According to the U.S. Bureau of Labor Statistics, 59 percent of American workers are paid an hourly wage. Many of these workers are employed by companies that offer little in the way of paid time off such as sick time, vacation or family leave. While most workers in the United States are protected by various laws that guarantee unpaid time off in certain circumstances, relatively few are entitled to paid time off unless the employer simply chooses to make it available.
While laws requiring paid time off are few and far between, the Fair Labor Standards Act (FLSA) at least guarantees hourly paid workers overtime pay when they work more than 40 hours in a workweek. The FLSA generally requires the overtime hours to be paid at time-and-a-half the employee’s “regular rate” of pay. Thus, extensive overtime work often significantly supplements an employee’s take home pay.

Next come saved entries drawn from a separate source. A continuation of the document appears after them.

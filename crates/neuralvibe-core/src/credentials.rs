//! Per-provider API key storage
//!
//! One indexed store replaces a credential field per backend. Adapters read
//! the current value on every call; the router only ever sees the derived
//! [`AvailableProviders`] set.

use std::collections::{BTreeMap, HashMap};
use std::path::{Path, PathBuf};
use std::sync::RwLock;

use tracing::debug;

use crate::error::CredentialError;
use crate::types::{AvailableProviders, ProviderId};

/// Opaque key storage keyed by provider
pub trait CredentialStore: Send + Sync {
    /// Current key for `provider`, if any
    fn get(&self, provider: ProviderId) -> Option<String>;

    /// Store `key` for `provider`. An empty key removes the entry.
    fn set(&self, provider: ProviderId, key: &str) -> Result<(), CredentialError>;
}

/// Providers whose key is present and not blank
pub fn available_providers(store: &dyn CredentialStore) -> AvailableProviders {
    ProviderId::ALL
        .into_iter()
        .filter(|p| store.get(*p).is_some_and(|k| !k.trim().is_empty()))
        .collect()
}

/// Mask a secret for display: first 3 and last 4 chars of long keys, `***` otherwise.
pub fn mask_secret(s: &str) -> String {
    if s.is_empty() {
        return "(empty)".to_string();
    }
    let chars: Vec<char> = s.chars().collect();
    if chars.len() > 7 {
        let prefix: String = chars[..3].iter().collect();
        let suffix: String = chars[chars.len() - 4..].iter().collect();
        format!("{}...{}", prefix, suffix)
    } else {
        "***".to_string()
    }
}

/// In-process store
#[derive(Default)]
pub struct MemoryCredentialStore {
    keys: RwLock<HashMap<ProviderId, String>>,
}

impl MemoryCredentialStore {
    pub fn new() -> Self {
        Self::default()
    }

    /// Build a store from `(provider, key)` pairs; blank keys are skipped
    pub fn with_keys<I, S>(keys: I) -> Self
    where
        I: IntoIterator<Item = (ProviderId, S)>,
        S: Into<String>,
    {
        let keys = keys
            .into_iter()
            .map(|(p, k)| (p, k.into()))
            .filter(|(_, k)| !k.trim().is_empty())
            .collect();
        Self {
            keys: RwLock::new(keys),
        }
    }

    fn snapshot(&self) -> HashMap<ProviderId, String> {
        self.keys
            .read()
            .unwrap_or_else(|e| e.into_inner())
            .clone()
    }
}

impl CredentialStore for MemoryCredentialStore {
    fn get(&self, provider: ProviderId) -> Option<String> {
        self.keys
            .read()
            .unwrap_or_else(|e| e.into_inner())
            .get(&provider)
            .cloned()
    }

    fn set(&self, provider: ProviderId, key: &str) -> Result<(), CredentialError> {
        let mut keys = self.keys.write().unwrap_or_else(|e| e.into_inner());
        if key.is_empty() {
            keys.remove(&provider);
        } else {
            keys.insert(provider, key.to_string());
        }
        Ok(())
    }
}

impl std::fmt::Debug for MemoryCredentialStore {
    fn fmt(&self, f: &mut std::fmt::Formatter<'_>) -> std::fmt::Result {
        let masked: BTreeMap<ProviderId, String> = self
            .snapshot()
            .into_iter()
            .map(|(p, k)| (p, mask_secret(&k)))
            .collect();
        f.debug_struct("MemoryCredentialStore")
            .field("keys", &masked)
            .finish()
    }
}

/// JSON-file backed store, e.g. `~/.neuralvibe/credentials.json`.
///
/// The whole file is rewritten on every `set`.
pub struct FileCredentialStore {
    path: PathBuf,
    inner: MemoryCredentialStore,
}

impl FileCredentialStore {
    /// Open the store at `path`. A missing file is an empty store.
    pub fn open(path: impl Into<PathBuf>) -> Result<Self, CredentialError> {
        let path = path.into();
        let keys: BTreeMap<ProviderId, String> = match std::fs::read_to_string(&path) {
            Ok(content) if content.trim().is_empty() => BTreeMap::new(),
            Ok(content) => serde_json::from_str(&content).map_err(|source| CredentialError::Parse {
                path: path.display().to_string(),
                source,
            })?,
            Err(e) if e.kind() == std::io::ErrorKind::NotFound => BTreeMap::new(),
            Err(source) => {
                return Err(CredentialError::Io {
                    path: path.display().to_string(),
                    source,
                });
            }
        };
        debug!("Loaded {} credential(s) from {}", keys.len(), path.display());
        Ok(Self {
            path,
            inner: MemoryCredentialStore::with_keys(keys),
        })
    }

    pub fn path(&self) -> &Path {
        &self.path
    }

    /// Every stored `(provider, key)` pair, in provider order
    pub fn entries(&self) -> Vec<(ProviderId, String)> {
        let mut entries: Vec<_> = self.inner.snapshot().into_iter().collect();
        entries.sort_by_key(|(p, _)| *p);
        entries
    }

    fn persist(&self, keys: &BTreeMap<ProviderId, String>) -> Result<(), CredentialError> {
        let io_err = |source| CredentialError::Io {
            path: self.path.display().to_string(),
            source,
        };
        let json = serde_json::to_string_pretty(keys).map_err(|source| CredentialError::Parse {
            path: self.path.display().to_string(),
            source,
        })?;
        if let Some(parent) = self.path.parent() {
            std::fs::create_dir_all(parent).map_err(io_err)?;
        }
        std::fs::write(&self.path, json).map_err(io_err)?;

        #[cfg(unix)]
        {
            use std::os::unix::fs::PermissionsExt;
            std::fs::set_permissions(&self.path, std::fs::Permissions::from_mode(0o600))
                .map_err(io_err)?;
        }
        Ok(())
    }
}

impl CredentialStore for FileCredentialStore {
    fn get(&self, provider: ProviderId) -> Option<String> {
        self.inner.get(provider)
    }

    /// The file is written first; memory only changes once it is on disk.
    fn set(&self, provider: ProviderId, key: &str) -> Result<(), CredentialError> {
        let mut keys: BTreeMap<ProviderId, String> = self.inner.snapshot().into_iter().collect();
        if key.is_empty() {
            keys.remove(&provider);
        } else {
            keys.insert(provider, key.to_string());
        }
        self.persist(&keys)?;
        self.inner.set(provider, key)?;
        debug!("Stored credential for {} in {}", provider, self.path.display());
        Ok(())
    }
}

impl std::fmt::Debug for FileCredentialStore {
    fn fmt(&self, f: &mut std::fmt::Formatter<'_>) -> std::fmt::Result {
        f.debug_struct("FileCredentialStore")
            .field("path", &self.path)
            .field("inner", &self.inner)
            .finish()
    }
}
//! Google Gemini provider

use std::sync::Arc;

use async_trait::async_trait;
use reqwest::Client;
use serde::{Deserialize, Serialize};
use tracing::debug;

use crate::credentials::CredentialStore;
use crate::error::RouterError;
use crate::types::{Message, NormalizedResponse, ProviderId, Role, Usage};

use super::wire::{self, LlmProvider};

/// Google Gemini provider. Authenticates with the `key` query parameter.
pub struct GoogleProvider {
    client: Client,
    store: Arc<dyn CredentialStore>,
    base_url: String,
    max_tokens: u32,
}

impl std::fmt::Debug for GoogleProvider {
    fn fmt(&self, f: &mut std::fmt::Formatter<'_>) -> std::fmt::Result {
        f.debug_struct("GoogleProvider")
            .field("base_url", &self.base_url)
            .field("max_tokens", &self.max_tokens)
            .finish()
    }
}

impl GoogleProvider {
    pub const DEFAULT_BASE_URL: &'static str = "https://generativelanguage.googleapis.com";
    pub const DEFAULT_MAX_TOKENS: u32 = 8192;

    pub fn new(client: Client, store: Arc<dyn CredentialStore>) -> Self {
        Self {
            client,
            store,
            base_url: Self::DEFAULT_BASE_URL.to_string(),
            max_tokens: Self::DEFAULT_MAX_TOKENS,
        }
    }

    pub fn with_base_url(mut self, base_url: impl AsRef<str>) -> Self {
        self.base_url = base_url.as_ref().trim_end_matches('/').to_string();
        self
    }

    pub fn with_max_tokens(mut self, max_tokens: u32) -> Self {
        self.max_tokens = max_tokens;
        self
    }

    /// Convert messages to Gemini contents; system messages become the system instruction
    fn to_gemini_contents(conversation: &[Message]) -> (Option<GeminiContent>, Vec<GeminiContent>) {
        let system_parts: Vec<GeminiPart> = conversation
            .iter()
            .filter(|m| m.role == Role::System)
            .map(|m| GeminiPart {
                text: Some(m.content.clone()),
            })
            .collect();
        let system = (!system_parts.is_empty()).then_some(GeminiContent {
            role: None,
            parts: system_parts,
        });

        let contents = conversation
            .iter()
            .filter(|m| m.role != Role::System)
            .map(|m| GeminiContent {
                role: Some(
                    match m.role {
                        Role::Assistant => "model",
                        Role::User | Role::System => "user",
                    }
                    .to_string(),
                ),
                parts: vec![GeminiPart {
                    text: Some(m.content.clone()),
                }],
            })
            .collect();

        (system, contents)
    }

    fn request_body(&self, conversation: &[Message]) -> serde_json::Value {
        let (system, contents) = Self::to_gemini_contents(conversation);
        let mut body = serde_json::json!({
            "contents": contents,
            "generationConfig": {
                "maxOutputTokens": self.max_tokens,
            },
        });
        if let Some(system) = system {
            body["systemInstruction"] = serde_json::json!(system);
        }
        body
    }

    /// Convert a Gemini response to the normalized shape
    fn from_gemini_response(resp: GeminiApiResponse) -> Result<NormalizedResponse, RouterError> {
        let candidate = resp
            .candidates
            .into_iter()
            .next()
            .ok_or_else(|| wire::malformed(ProviderId::Gemini, "response had no candidates"))?;

        let content = candidate
            .content
            .ok_or_else(|| wire::malformed(ProviderId::Gemini, "candidate had no content"))?;

        let text: String = content.parts.into_iter().filter_map(|p| p.text).collect();

        let usage = resp.usage_metadata.map_or(Usage::default(), |u| {
            Usage::new(
                u.prompt_token_count.unwrap_or(0),
                u.candidates_token_count.unwrap_or(0),
            )
        });

        Ok(NormalizedResponse {
            content: text,
            usage,
        })
    }
}

#[async_trait]
impl LlmProvider for GoogleProvider {
    fn id(&self) -> ProviderId {
        ProviderId::Gemini
    }

    async fn send(
        &self,
        conversation: &[Message],
        model: &str,
    ) -> Result<NormalizedResponse, RouterError> {
        let api_key = wire::api_key(self.store.as_ref(), ProviderId::Gemini)?;
        let url = format!(
            "{}/v1beta/models/{}:generateContent",
            self.base_url, model
        );
        let body = self.request_body(conversation);

        debug!(
            "Gemini request: model={}, contents={}",
            model,
            body["contents"].as_array().map_or(0, Vec::len)
        );

        let response = self
            .client
            .post(&url)
            .query(&[("key", api_key.as_str())])
            .header("Content-Type", "application/json")
            .json(&body)
            .send()
            .await
            .map_err(wire::transport(ProviderId::Gemini))?;

        let api_response: GeminiApiResponse = wire::read_json(ProviderId::Gemini, response).await?;
        Self::from_gemini_response(api_response)
    }
}

// ── Gemini wire types ──

#[derive(Debug, Clone, Serialize, Deserialize)]
struct GeminiContent {
    #[serde(default, skip_serializing_if = "Option::is_none")]
    role: Option<String>,
    #[serde(default)]
    parts: Vec<GeminiPart>,
}

#[derive(Debug, Clone, Serialize, Deserialize)]
struct GeminiPart {
    #[serde(default, skip_serializing_if = "Option::is_none")]
    text: Option<String>,
}

#[derive(Debug, Clone, Deserialize)]
struct GeminiApiResponse {
    #[serde(default)]
    candidates: Vec<GeminiCandidate>,
    #[serde(rename = "usageMetadata")]
    usage_metadata: Option<GeminiUsageMetadata>,
}

#[derive(Debug, Clone, Deserialize)]
struct GeminiCandidate {
    content: Option<GeminiContent>,
}

#[derive(Debug, Clone, Deserialize)]
struct GeminiUsageMetadata {
    #[serde(rename = "promptTokenCount")]
    prompt_token_count: Option<u32>,
    #[serde(rename = "candidatesTokenCount")]
    candidates_token_count: Option<u32>,
}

Of course, those long hours mean less time away from work. While all workers, hourly paid or salary paid, typically appreciate an opportunity for a larger paycheck, some workers actually may prefer time off above additional pay.
Ah, the search for the balance between more time and more money. Currently, under the FLSA, employers have no option for compensating hourly paid employees for “excess” work, other than to pay them overtime for more than 40 hours in a workweek. The alternative time off later or “comp time” has long been prohibited by the FLSA, at least for employees in the private sector.
Previously, Congress has considered whether private employers should be allowed to offer employees comp time, and this year was no exception. On May 8, the U.S. House of Representatives passed the Working Families Flexibility Act of 2013 by a narrow margin. Currently, the bill has been received in the Senate and referred to its Committee on Health, Education, Labor and Pensions.
Even though ultimate passage of the bill is unlikely, it has triggered a firestorm of discussion about whether it primarily benefits employers or hourly paid employees. Employee advocacy groups argue that comp time will allow employers to save money by not paying overtime and yet ultimately allow the employer to deny the employee the comp time that the employee may accrue.
Employer groups argue that comp time provides an opportunity and the flexibility for employees to choose which is more important: time or money. As you may expect, neither side is entirely accurate.
Until the U.S. Department of Labor issues regulations, many elements of the bill would be unclear. Given that FLSA litigation against employers is rampant, adopting a comp-time program without a clear process to follow and strict compliance with the bill’s requirements would be begging for trouble. Further, the record keeping aspects of a comp-time program could be a significant burden for an employer — determining which employees have elected comp time, how much do they have, when will they use it, how do we cover the absence, etc.
In sum, while employees may be skeptical that an employer would comply with the law and provide the benefits required, employers may be skeptical that the law offers any real benefit to them at all.
This article appeared on June 19, 2013 on Employment Law360.